The Works of Alexander Inkson McConnochie...

"Ben Muich Dhui and His Neighbours: A Guide to the Cairngorm Mountains" - 1885
"Bennachie" - 1890
"Lochnagar" - 1891
"Deeside" - 1895
"The Royal Dee: A Description of the River from the Wells to the Sea" - 1898
"The Book of Ellon" by James H Brown as edited by Alex. Inkson McConnochie - 1901
"Donside" - 1901
"Strathspey" - 1902
"Guide to Aviemore and Vicinity" - 1907

Biographical Summary
[Evidence is supplied in the accompanying .pdf file]

Alexander Inkson (1850-1936), who, by the 1871 Census, had changed his name to Alexander Inkson McConnochie, was the elder son of William Inkston Jnr. (1823-1882) [Journeyman Shoemaker] and Jane McConnochie (1829-1861) who had married on the 25th of May 1847 in Rothes, Moray, Scotland.
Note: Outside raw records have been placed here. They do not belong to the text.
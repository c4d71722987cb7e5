//! Per-instance style overrides layered on top of a [`Theme`].

use std::borrow::Cow;

use anyhow::{Context, Result, bail};
use ratatui::style::{Color, Modifier, Style};
use serde::Deserialize;

use super::theme::Theme;

/// Optional style patches for each element of the picker. Unset entries keep
/// the theme's style; set entries are patched over it.
#[derive(Debug, Clone, Copy, Default, PartialEq, Eq)]
pub struct PickerStyles {
	pub overlay: Option<Style>,
	pub title: Option<Style>,
	pub list_container: Option<Style>,
	pub filter_input: Option<Style>,
	pub option_text: Option<Style>,
	pub selected_option_text: Option<Style>,
	pub no_results_text: Option<Style>,
	pub cancel_button: Option<Style>,
}

impl PickerStyles {
	/// The theme with every override applied.
	#[must_use]
	pub fn apply(&self, theme: &Theme) -> Theme {
		let patch = |base: Style, over: Option<Style>| match over {
			Some(over) => base.patch(over),
			None => base,
		};
		Theme {
			overlay: patch(theme.overlay, self.overlay),
			title: patch(theme.title, self.title),
			border: patch(theme.border, self.list_container),
			prompt: patch(theme.prompt, self.filter_input),
			muted: theme.muted,
			no_results: patch(theme.no_results, self.no_results_text),
			option: patch(theme.option, self.option_text),
			selected: patch(theme.selected, self.selected_option_text),
			cursor: theme.cursor,
			cancel: patch(theme.cancel, self.cancel_button),
		}
	}

	#[must_use]
	pub fn is_empty(&self) -> bool {
		*self == Self::default()
	}
}

/// A style as written in configuration files.
#[derive(Debug, Clone, Default, PartialEq, Eq, Deserialize)]
pub struct StyleSpec {
	#[serde(default)]
	pub fg: Option<String>,
	#[serde(default)]
	pub bg: Option<String>,
	#[serde(default)]
	pub modifiers: Vec<String>,
}

impl StyleSpec {
	/// Build the ratatui style, naming `context` in any error.
	pub fn to_style(&self, context: &str) -> Result<Style> {
		let mut style = Style::new();

		if let Some(fg) = &self.fg {
			let color = parse_color(fg)
				.with_context(|| format!("{context}: invalid foreground colour `{fg}`"))?;
			style = style.fg(color);
		}

		if let Some(bg) = &self.bg {
			let color = parse_color(bg)
				.with_context(|| format!("{context}: invalid background colour `{bg}`"))?;
			style = style.bg(color);
		}

		for modifier in &self.modifiers {
			let value = parse_modifier(modifier)
				.with_context(|| format!("{context}: invalid modifier `{modifier}`"))?;
			style = style.add_modifier(value);
		}

		Ok(style)
	}
}

fn parse_color(input: &str) -> Result<Color> {
	let value = input.trim();

	if let Some(hex) = value.strip_prefix('#') {
		return parse_hex_colour(hex);
	}

	if let Some(body) = value.strip_prefix("rgb(").and_then(|s| s.strip_suffix(')')) {
		return parse_rgb_triplet(body);
	}

	if let Ok(index) = value.parse::<u8>() {
		return Ok(Color::Indexed(index));
	}

	match normalise_key(value).as_ref() {
		"reset" | "none" | "default" => Ok(Color::Reset),
		"black" => Ok(Color::Black),
		"red" => Ok(Color::Red),
		"green" => Ok(Color::Green),
		"yellow" => Ok(Color::Yellow),
		"blue" => Ok(Color::Blue),
		"magenta" => Ok(Color::Magenta),
		"cyan" => Ok(Color::Cyan),
		"gray" | "grey" => Ok(Color::Gray),
		"dark_gray" | "dark_grey" => Ok(Color::DarkGray),
		"light_red" => Ok(Color::LightRed),
		"light_green" => Ok(Color::LightGreen),
		"light_yellow" => Ok(Color::LightYellow),
		"light_blue" => Ok(Color::LightBlue),
		"light_magenta" => Ok(Color::LightMagenta),
		"light_cyan" => Ok(Color::LightCyan),
		"white" => Ok(Color::White),
		other => bail!("unknown colour `{other}`"),
	}
}

fn parse_hex_colour(hex: &str) -> Result<Color> {
	let expanded = match hex.len() {
		3 => Cow::Owned(hex.chars().flat_map(|ch| [ch, ch]).collect::<String>()),
		6 => Cow::Borrowed(hex),
		_ => bail!("hex colours must be 3 or 6 characters long"),
	};

	let component = |range: std::ops::Range<usize>, name: &str| {
		expanded
			.get(range)
			.and_then(|digits| u8::from_str_radix(digits, 16).ok())
			.with_context(|| format!("invalid {name} component in `#{hex}`"))
	};

	Ok(Color::Rgb(
		component(0..2, "red")?,
		component(2..4, "green")?,
		component(4..6, "blue")?,
	))
}

fn parse_rgb_triplet(body: &str) -> Result<Color> {
	let components = body.split(',').map(str::trim).collect::<Vec<_>>();
	let [r, g, b] = components.as_slice() else {
		bail!(
			"expected three components for rgb() colour, found {}",
			components.len()
		);
	};
	let parse = |value: &str| {
		value
			.parse::<u8>()
			.with_context(|| format!("invalid component `{value}` in rgb() colour"))
	};
	Ok(Color::Rgb(parse(*r)?, parse(*g)?, parse(*b)?))
}

fn parse_modifier(input: &str) -> Result<Modifier> {
	match normalise_key(input).as_ref() {
		"bold" => Ok(Modifier::BOLD),
		"dim" => Ok(Modifier::DIM),
		"italic" => Ok(Modifier::ITALIC),
		"underline" | "underlined" => Ok(Modifier::UNDERLINED),
		"reversed" | "reverse" | "invert" | "inverted" => Ok(Modifier::REVERSED),
		"crossed_out" | "strikethrough" => Ok(Modifier::CROSSED_OUT),
		other => bail!("unknown modifier `{other}`"),
	}
}

fn normalise_key(value: &str) -> String {
	value
		.trim()
		.to_ascii_lowercase()
		.chars()
		.map(|ch| match ch {
			'-' | ' ' => '_',
			other => other,
		})
		.collect()
}

#[cfg(test)]
mod tests {
	use super::*;
	use crate::tui::theme::SLATE;

	#[test]
	fn spec_parses_named_hex_and_rgb_colours() {
		let spec = StyleSpec {
			fg: Some("Light-Cyan".into()),
			bg: Some("#0af".into()),
			modifiers: vec!["bold".into()],
		};
		let style = spec.to_style("style.title").expect("valid style");
		assert_eq!(style.fg, Some(Color::LightCyan));
		assert_eq!(style.bg, Some(Color::Rgb(0x00, 0xaa, 0xff)));
		assert!(style.add_modifier.contains(Modifier::BOLD));

		let rgb = StyleSpec {
			fg: Some("rgb(1, 2, 3)".into()),
			..StyleSpec::default()
		};
		assert_eq!(
			rgb.to_style("x").expect("rgb").fg,
			Some(Color::Rgb(1, 2, 3))
		);
	}

	#[test]
	fn spec_errors_name_the_context() {
		let spec = StyleSpec {
			fg: Some("chartreuse".into()),
			..StyleSpec::default()
		};
		let err = spec.to_style("style.option_text").unwrap_err();
		assert!(format!("{err:#}").contains("style.option_text"));
	}

	#[test]
	fn overrides_patch_only_their_element() {
		let styles = PickerStyles {
			selected_option_text: Some(Style::new().fg(Color::Red)),
			..PickerStyles::default()
		};
		let theme = styles.apply(&SLATE);
		assert_eq!(theme.selected.fg, Some(Color::Red));
		assert_eq!(theme.option, SLATE.option);
		assert!(PickerStyles::default().is_empty());
		assert_eq!(PickerStyles::default().apply(&SLATE), SLATE);
	}

	#[test]
	fn no_results_override_leaves_placeholder_and_spinner_alone() {
		let styles = PickerStyles {
			no_results_text: Some(Style::new().fg(Color::Magenta)),
			..PickerStyles::default()
		};
		let theme = styles.apply(&SLATE);
		assert_eq!(theme.no_results_style().fg, Some(Color::Magenta));
		assert_eq!(theme.muted_style(), SLATE.muted_style());
		assert_eq!(PickerStyles::default().apply(&SLATE), SLATE);
	}
}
Jane McConnochie, christened in Rothes on the 14th of June, 1829, was an illegitimate daughter of William McConnochie [Farmer] and Janet Ledingham

[Domestic Servant].
William Inkston Jnr., born in Rothes on 25th September, 1823, was a son of William Inkston Snr. and Elspat Ross.

Alexander, the subject of this mini-biography, was the first-born of William Inkson Jnr, and Jane McConnochie on the 19th of February 1850 in Rothes, Moray, Scotland and he was christened there as Alexander Inkson on the 23rd of March 1850.

Alexander’s younger brother, William McConnochie Inkson was born in Rothes on the 25th of September, 1852, and his sister Helen Inkson on the 22nd of July, 1855.

No more siblings were born until, on the 24th of December, 1861, a premature baby girl arrived only to die 20 hours later on Christmas Day. Sadly, four days later, on the 29th of December, mother Jane died as a result of the problems caused by the premature birth of her second daughter.

In the 1861 Census taken on the 7th of April, Alexander Inkson was at school in Oyne, Aberdeenshire where he was living with his Aunt Helen (McConnochie) Maitland [another illegitimate daughter of William McConnochie and Janet Ledingham] and her Stationmaster husband, Erskine Maitland.

Then, in the 1871 Census, Alexander is registered as Alexander Inkson McConnochie [ Law Clerk] living with his unmarried Grandmother Janet Ledingham at 75 Chapel Street, Old Machar, Aberdeen.

Meantime, Alexander’s father, widower William Inkson Jnr., had procreated an illegitimate daughter Isabel with an Isabella Burgess in 1863, but then married another lady on the 24th of May, 1864 …. nineteen year old Mary Gordon with whom he had four children in Rothes by 1871, and another four by 1881, before he died aged c. 60 in 1882.

It thus seems a reasonable hypothesis that his father’s ‘behaviour’ caused his son, Alexander Inkston, to change his surname to his late mother’s maiden surname, McConnochie.

The next sight of Alexander in official records appears with his marriage to Wilhelmina Johnston Thom, daughter of Alexander Thom [Journeyman Mason] and Elizabeth (Johnston) Thom on the 27th March, 1873 at 24 Regent Quay, St Nicholas, Aberdeen. But tragedy strikes on the 24th of January, 1874 when Childbirth Peritonitis kills Wilhelmina. Thus widower Alexander has not only lost his mother in childbirth, but also his wife!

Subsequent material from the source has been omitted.